Carly: I mean a lot of patients are as you know, sent from the hospitals to home with no tools, on how to prepare their diets and their liquids. Swallowing disorders are what we call Dysphagia. It's from stroke, brain injury, head and neck cancer, ALS, Parkinson's disease. When I heard that I won the Focus on Accessibility Award I was proud of my field of research and the ability to really make it accessible for patients.

Konika: We were hoping that my project will provide evidence on guiding Grab bar installation standards and that so we can make our homes more accessible but also safer for individuals at home. Our health system is getting better at treating individuals and sending them home a lot faster. However, our homes are not necessarily equipped to be safe in continued care. So knowing that my project can make that better is inspiring me to continue in this work.

Iris: Where our research is helping with is helping people improve their bathing disabilities. By providing more accessible bathing environments. Working on KITE, is such a great experience for me as a post doctoral fellow, because I get to work daily with such a great team. From the scientists who inspire me to the support staff who are able to make every technical thing I can think of, possible.

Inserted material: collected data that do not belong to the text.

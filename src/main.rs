use darcy::problem::{run, DarcyConfig};
use std::process::ExitCode;

fn main() -> ExitCode {
    tracing_subscriber::fmt::init();

    match run(DarcyConfig::default()) {
        Ok(summary) => {
            println!("{}", summary);
            ExitCode::SUCCESS
        }
        Err(err) => {
            eprintln!();
            eprintln!("----------------------------------------------------");
            eprintln!("Exception on processing:");
            eprintln!("{:?}", err);
            eprintln!("Aborting!");
            eprintln!("----------------------------------------------------");
            ExitCode::from(1)
        }
    }
}
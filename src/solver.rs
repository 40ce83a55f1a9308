//! Direct solvers for the assembled saddle-point system.
//!
//! The system matrix is symmetric but indefinite, so Cholesky-type factorizations do not
//! apply. The default solver is a sparse LU factorization with fill-reducing ordering.
use crate::{DarcyError, Result};
use faer::prelude::Solve;
use faer::sparse::linalg::solvers::Lu;
use faer::sparse::{SparseColMat, Triplet};
use faer::Col;
use log::debug;
use nalgebra::{DMatrix, DVector, Dyn};
use nalgebra_sparse::CsrMatrix;
use std::any::Any;
use std::fmt;
use std::panic::{self, AssertUnwindSafe};

pub trait LinearSolver {
    type Factorization;

    /// Factors the given square matrix.
    fn factor(&self, matrix: &CsrMatrix<f64>) -> Result<Self::Factorization>;

    /// Solves the factored system for the given right-hand side.
    fn solve(&self, factorization: &Self::Factorization, rhs: &DVector<f64>) -> Result<DVector<f64>>;

    fn factor_and_solve(&self, matrix: &CsrMatrix<f64>, rhs: &DVector<f64>) -> Result<DVector<f64>> {
        let factorization = self.factor(matrix)?;
        self.solve(&factorization, rhs)
    }
}

fn check_square(matrix: &CsrMatrix<f64>) -> Result<()> {
    if matrix.nrows() != matrix.ncols() {
        return Err(DarcyError::Solver(format!(
            "cannot factor a non-square {}x{} matrix",
            matrix.nrows(),
            matrix.ncols()
        )));
    }
    Ok(())
}

fn check_rhs(dim: usize, rhs: &DVector<f64>) -> Result<()> {
    if rhs.len() != dim {
        return Err(DarcyError::Solver(format!(
            "right-hand side has length {}, but the system has dimension {}",
            rhs.len(),
            dim
        )));
    }
    Ok(())
}

fn check_finite(solution: DVector<f64>) -> Result<DVector<f64>> {
    if solution.iter().all(|x| x.is_finite()) {
        Ok(solution)
    } else {
        Err(DarcyError::Solver(
            "solution contains non-finite values, the system is likely singular".to_string(),
        ))
    }
}

fn panic_message(payload: &(dyn Any + Send)) -> &str {
    payload
        .downcast_ref::<&str>()
        .copied()
        .or_else(|| payload.downcast_ref::<String>().map(String::as_str))
        .unwrap_or("zero pivot")
}

/// Sparse LU factorization backed by `faer`.
#[derive(Debug, Copy, Clone, Default)]
pub struct SparseLu;

pub struct SparseLuFactorization {
    lu: Lu<usize, f64>,
    dim: usize,
}

impl fmt::Debug for SparseLuFactorization {
    fn fmt(&self, f: &mut fmt::Formatter<'_>) -> fmt::Result {
        f.debug_struct("SparseLuFactorization")
            .field("dim", &self.dim)
            .finish_non_exhaustive()
    }
}

impl LinearSolver for SparseLu {
    type Factorization = SparseLuFactorization;

    fn factor(&self, matrix: &CsrMatrix<f64>) -> Result<Self::Factorization> {
        check_square(matrix)?;
        let n = matrix.nrows();
        let triplets: Vec<_> = matrix
            .triplet_iter()
            .map(|(i, j, &v)| Triplet::new(i, j, v))
            .collect();
        let matrix = SparseColMat::<usize, f64>::try_new_from_triplets(n, n, &triplets)
            .map_err(|err| DarcyError::Solver(format!("failed to convert matrix: {:?}", err)))?;
        // faer panics instead of returning an error when it encounters an exactly zero pivot
        let lu = panic::catch_unwind(AssertUnwindSafe(|| matrix.as_ref().sp_lu()))
            .map_err(|payload| {
                DarcyError::Solver(format!(
                    "sparse LU factorization failed, the matrix is singular: {}",
                    panic_message(payload.as_ref())
                ))
            })?
            .map_err(|err| DarcyError::Solver(format!("sparse LU factorization failed: {:?}", err)))?;
        debug!("Factored {}x{} system with {} non-zeros", n, n, triplets.len());
        Ok(SparseLuFactorization { lu, dim: n })
    }

    fn solve(&self, factorization: &Self::Factorization, rhs: &DVector<f64>) -> Result<DVector<f64>> {
        check_rhs(factorization.dim, rhs)?;
        let b = Col::<f64>::from_fn(rhs.len(), |i| rhs[i]);
        let x = factorization.lu.solve(&b);
        check_finite(DVector::from_iterator(x.nrows(), x.iter().copied()))
    }
}

/// Dense LU factorization with partial pivoting backed by `nalgebra`.
///
/// Only suitable for small systems.
#[derive(Debug, Copy, Clone, Default)]
pub struct DenseLu;

#[derive(Debug, Clone)]
pub struct DenseLuFactorization {
    lu: nalgebra::linalg::LU<f64, Dyn, Dyn>,
    dim: usize,
}

impl LinearSolver for DenseLu {
    type Factorization = DenseLuFactorization;

    fn factor(&self, matrix: &CsrMatrix<f64>) -> Result<Self::Factorization> {
        check_square(matrix)?;
        let lu = DMatrix::from(matrix).lu();
        if !lu.is_invertible() {
            return Err(DarcyError::Solver("dense LU factorization found a zero pivot".to_string()));
        }
        Ok(DenseLuFactorization {
            lu,
            dim: matrix.nrows(),
        })
    }

    fn solve(&self, factorization: &Self::Factorization, rhs: &DVector<f64>) -> Result<DVector<f64>> {
        check_rhs(factorization.dim, rhs)?;
        let solution = factorization
            .lu
            .solve(rhs)
            .ok_or_else(|| DarcyError::Solver("dense LU solve failed".to_string()))?;
        check_finite(solution)
    }
}
//! Pointwise coefficient and reference fields of the Darcy problem.
//!
//! The manufactured solution is `u = (0, c (1 - y^2))`, `p = -rho (y - y^3 / 3)` with
//! `c = lambda * k * rho`, which satisfies `u = -lambda K grad p` for `K = k I` and
//! `div u = -2 c y`.
use crate::{DarcyError, Result};
use nalgebra::{Matrix2, Point2, Vector3};

/// A field that can be evaluated at points of the physical domain.
pub trait PointwiseField {
    type Value: Clone;

    fn value(&self, x: &Point2<f64>) -> Self::Value;

    /// Evaluates the field at every point, writing into `values`.
    ///
    /// # Errors
    ///
    /// Returns an assembly error if `points` and `values` have different lengths.
    fn value_list(&self, points: &[Point2<f64>], values: &mut [Self::Value]) -> Result<()> {
        if points.len() != values.len() {
            return Err(DarcyError::Assembly(format!(
                "cannot evaluate field at {} points into {} values",
                points.len(),
                values.len()
            )));
        }
        for (x, value) in points.iter().zip(values) {
            *value = self.value(x);
        }
        Ok(())
    }
}

impl<F: PointwiseField> PointwiseField for &F {
    type Value = F::Value;

    fn value(&self, x: &Point2<f64>) -> Self::Value {
        (**self).value(x)
    }
}

/// Adapter turning a closure into a [`PointwiseField`].
#[derive(Debug, Clone, Copy)]
pub struct FnField<F>(pub F);

impl<F, V> PointwiseField for FnField<F>
where
    F: Fn(&Point2<f64>) -> V,
    V: Clone,
{
    type Value = V;

    fn value(&self, x: &Point2<f64>) -> V {
        (self.0)(x)
    }
}

/// Source term `f = 2 c y` of the mass balance `-div u = f`.
#[derive(Debug, Clone, Copy, PartialEq)]
pub struct RightHandSide {
    pub flux_scale: f64,
}

impl PointwiseField for RightHandSide {
    type Value = f64;

    fn value(&self, x: &Point2<f64>) -> f64 {
        2.0 * self.flux_scale * x.y
    }
}

/// Dirichlet pressure trace imposed weakly on the top boundary, `p(y = 1) = -2 rho / 3`.
#[derive(Debug, Clone, Copy, PartialEq)]
pub struct PressureBoundaryValue {
    pub density: f64,
}

impl PointwiseField for PressureBoundaryValue {
    type Value = f64;

    fn value(&self, _x: &Point2<f64>) -> f64 {
        -2.0 * self.density / 3.0
    }
}

/// Isotropic permeability tensor `K = k I`.
#[derive(Debug, Clone, Copy, PartialEq)]
pub struct PermeabilityTensor {
    pub permeability: f64,
}

impl PermeabilityTensor {
    pub fn isotropic(permeability: f64) -> Self {
        Self { permeability }
    }

    /// The inverse tensor field.
    ///
    /// # Errors
    ///
    /// Returns a configuration error unless the permeability is positive and finite.
    pub fn try_inverse(&self) -> Result<PermeabilityInverseTensor> {
        if self.permeability > 0.0 && self.permeability.is_finite() {
            Ok(PermeabilityInverseTensor {
                inverse_permeability: 1.0 / self.permeability,
            })
        } else {
            Err(DarcyError::Configuration(format!(
                "permeability must be positive and finite, got {}",
                self.permeability
            )))
        }
    }
}

impl PointwiseField for PermeabilityTensor {
    type Value = Matrix2<f64>;

    fn value(&self, _x: &Point2<f64>) -> Matrix2<f64> {
        Matrix2::identity() * self.permeability
    }
}

/// Inverse permeability `K^{-1}`, the coefficient of the velocity mass term.
#[derive(Debug, Clone, Copy, PartialEq)]
pub struct PermeabilityInverseTensor {
    inverse_permeability: f64,
}

impl PointwiseField for PermeabilityInverseTensor {
    type Value = Matrix2<f64>;

    fn value(&self, _x: &Point2<f64>) -> Matrix2<f64> {
        Matrix2::identity() * self.inverse_permeability
    }
}

/// The analytic solution `[u_x, u_y, p]`.
#[derive(Debug, Clone, Copy, PartialEq)]
pub struct AnalyticSolution {
    pub density: f64,
    pub flux_scale: f64,
}

impl PointwiseField for AnalyticSolution {
    type Value = Vector3<f64>;

    fn value(&self, x: &Point2<f64>) -> Vector3<f64> {
        let y = x.y;
        Vector3::new(
            0.0,
            self.flux_scale * (1.0 - y * y),
            -self.density * (y - y * y * y / 3.0),
        )
    }
}
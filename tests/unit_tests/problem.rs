use darcy::assembly::global::AssemblyStrategy;
use darcy::problem::{make_grid, DarcyConfig, DarcyProblem, ErrorNorms, RunSummary, BOTTOM, SIDE, TOP};
use darcy::block::BlockSizes;
use darcy::DarcyError;
use std::collections::HashMap;
use std::f64::consts::PI;

fn config_without_output() -> DarcyConfig {
    DarcyConfig {
        output_path: None,
        ..DarcyConfig::default()
    }
}

#[test]
fn default_config_is_the_reference_problem() {
    let config = DarcyConfig::default();
    assert_eq!(config.degree, 2);
    assert_eq!(config.refinement_level, 3);
    assert_eq!(config.top_right, [PI, 1.0]);
    assert_eq!(config.subdivisions, [4, 1]);
    assert_eq!(config.assembly, AssemblyStrategy::Serial);
    assert_eq!(config.flux_scale(), 1.0);
    assert_eq!(config.num_coarse_cells(), 4);
    assert_eq!(config.num_active_cells(), 256);
    assert_eq!(config.num_total_cells(), 340);
    config.validate().unwrap();
}

#[test]
fn invalid_configs_are_rejected() {
    let invalid = [
        DarcyConfig {
            top_right: [-1.0, 1.0],
            ..DarcyConfig::default()
        },
        DarcyConfig {
            bottom_left: [0.0, 1.0],
            ..DarcyConfig::default()
        },
        DarcyConfig {
            subdivisions: [4, 0],
            ..DarcyConfig::default()
        },
        DarcyConfig {
            density: 0.0,
            ..DarcyConfig::default()
        },
        DarcyConfig {
            lambda: -1.0,
            ..DarcyConfig::default()
        },
        DarcyConfig {
            permeability: f64::NAN,
            ..DarcyConfig::default()
        },
    ];
    for config in invalid {
        assert!(matches!(config.validate(), Err(DarcyError::Configuration(_))));
        assert!(matches!(DarcyProblem::setup(config), Err(DarcyError::Configuration(_))));
    }
}

#[test]
fn overflowing_refinement_levels_are_rejected() {
    for refinement_level in [31, 40, 1000] {
        let config = DarcyConfig {
            refinement_level,
            ..config_without_output()
        };
        assert_eq!(config.num_active_cells(), usize::MAX);
        assert_eq!(config.num_total_cells(), usize::MAX);
        assert!(matches!(config.validate(), Err(DarcyError::Configuration(_))));
        assert!(matches!(DarcyProblem::setup(config), Err(DarcyError::Configuration(_))));
    }

    let config = DarcyConfig {
        refinement_level: 10,
        ..config_without_output()
    };
    assert_eq!(config.num_active_cells(), 4 * 4usize.pow(10));
    config.validate().unwrap();
}

#[test]
fn config_deserializes_with_defaults() {
    let config: DarcyConfig =
        serde_json::from_str(r#"{ "degree": 1, "refinement_level": 2, "assembly": "parallel" }"#).unwrap();
    assert_eq!(config.degree, 1);
    assert_eq!(config.refinement_level, 2);
    assert_eq!(config.assembly, AssemblyStrategy::Parallel);
    assert_eq!(config.subdivisions, [4, 1]);

    let json = serde_json::to_string(&config).unwrap();
    let roundtrip: DarcyConfig = serde_json::from_str(&json).unwrap();
    assert_eq!(roundtrip, config);
}

#[test]
fn grid_is_tagged_before_refinement() {
    let mesh = make_grid(&config_without_output());
    assert_eq!(mesh.connectivity().len(), 256);

    let mut counts = HashMap::new();
    for (_, _, _, id) in mesh.find_boundary_faces_with_ids() {
        *counts.entry(id).or_insert(0) += 1;
    }
    assert_eq!(counts.get(&TOP), Some(&32));
    assert_eq!(counts.get(&BOTTOM), Some(&32));
    assert_eq!(counts.get(&SIDE), Some(&16));
    assert_eq!(counts.len(), 3);
}

#[test]
fn boundary_values_constrain_side_and_bottom_fluxes() {
    let problem = DarcyProblem::setup(config_without_output()).unwrap();
    assert_eq!(problem.dof_map().block_sizes(), BlockSizes::new(4728, 2304));

    let values = problem.boundary_values().unwrap();
    // Three dofs per face for degree two
    assert_eq!(values.len(), 3 * (16 + 32));
    let num_bottom = values.iter().filter(|&(_, value)| value == -1.0).count();
    let num_side = values.iter().filter(|&(_, value)| value == 0.0).count();
    assert_eq!(num_bottom, 96);
    assert_eq!(num_side, 48);
    assert!(values.iter().all(|(dof, _)| dof < 4728));
}

#[test]
fn bottom_flux_scales_with_material_parameters() {
    let config = DarcyConfig {
        degree: 0,
        refinement_level: 1,
        density: 2.0,
        lambda: 0.5,
        permeability: 3.0,
        ..config_without_output()
    };
    let problem = DarcyProblem::setup(config).unwrap();
    let values = problem.boundary_values().unwrap();
    let bottom: Vec<f64> = values
        .iter()
        .map(|(_, value)| value)
        .filter(|&value| value != 0.0)
        .collect();
    assert_eq!(bottom.len(), 8);
    assert!(bottom.iter().all(|&value| value == -3.0));
}

#[test]
fn summary_reports_problem_sizes() {
    let summary = RunSummary {
        degree: 2,
        refinement_level: 3,
        num_active_cells: 256,
        num_total_cells: 340,
        block_sizes: BlockSizes::new(4728, 2304),
        errors: ErrorNorms {
            pressure: 1.5e-6,
            velocity: 2.0e-14,
        },
    };
    let text = summary.to_string();
    assert!(text.starts_with("Solving problem in 2 space dimensions."));
    assert!(text.contains("Number of active cells: 256"));
    assert!(text.contains("Total number of cells: 340"));
    assert!(text.contains("Number of degrees of freedom: 7032 (4728+2304)"));
    assert!(text.contains("||e_p||_L2 = 1.5e-6"));

    let json = serde_json::to_string(&summary).unwrap();
    let roundtrip: RunSummary = serde_json::from_str(&json).unwrap();
    assert_eq!(roundtrip, summary);
}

Mahzar: The VR game that we created is it's helping people with Dementia to stay active while they are enjoying some activities. Like sorting apples in a farm environment or rowing the rowboat in a lake. It can improve their physical fitness and also their quality of life. However, it can be challenging for them to engage in exercise. So in my research we try to use new technologies to overcome some challenges that these people face.

Geoff: I think that young people are getting into this field because they realize that they can do something useful. Actually we get the best students. And they're motivated to make a difference in part, because they've got parents, and they've got grandparents. But also because they have a big view, a generous view of their responsibilities to society in general.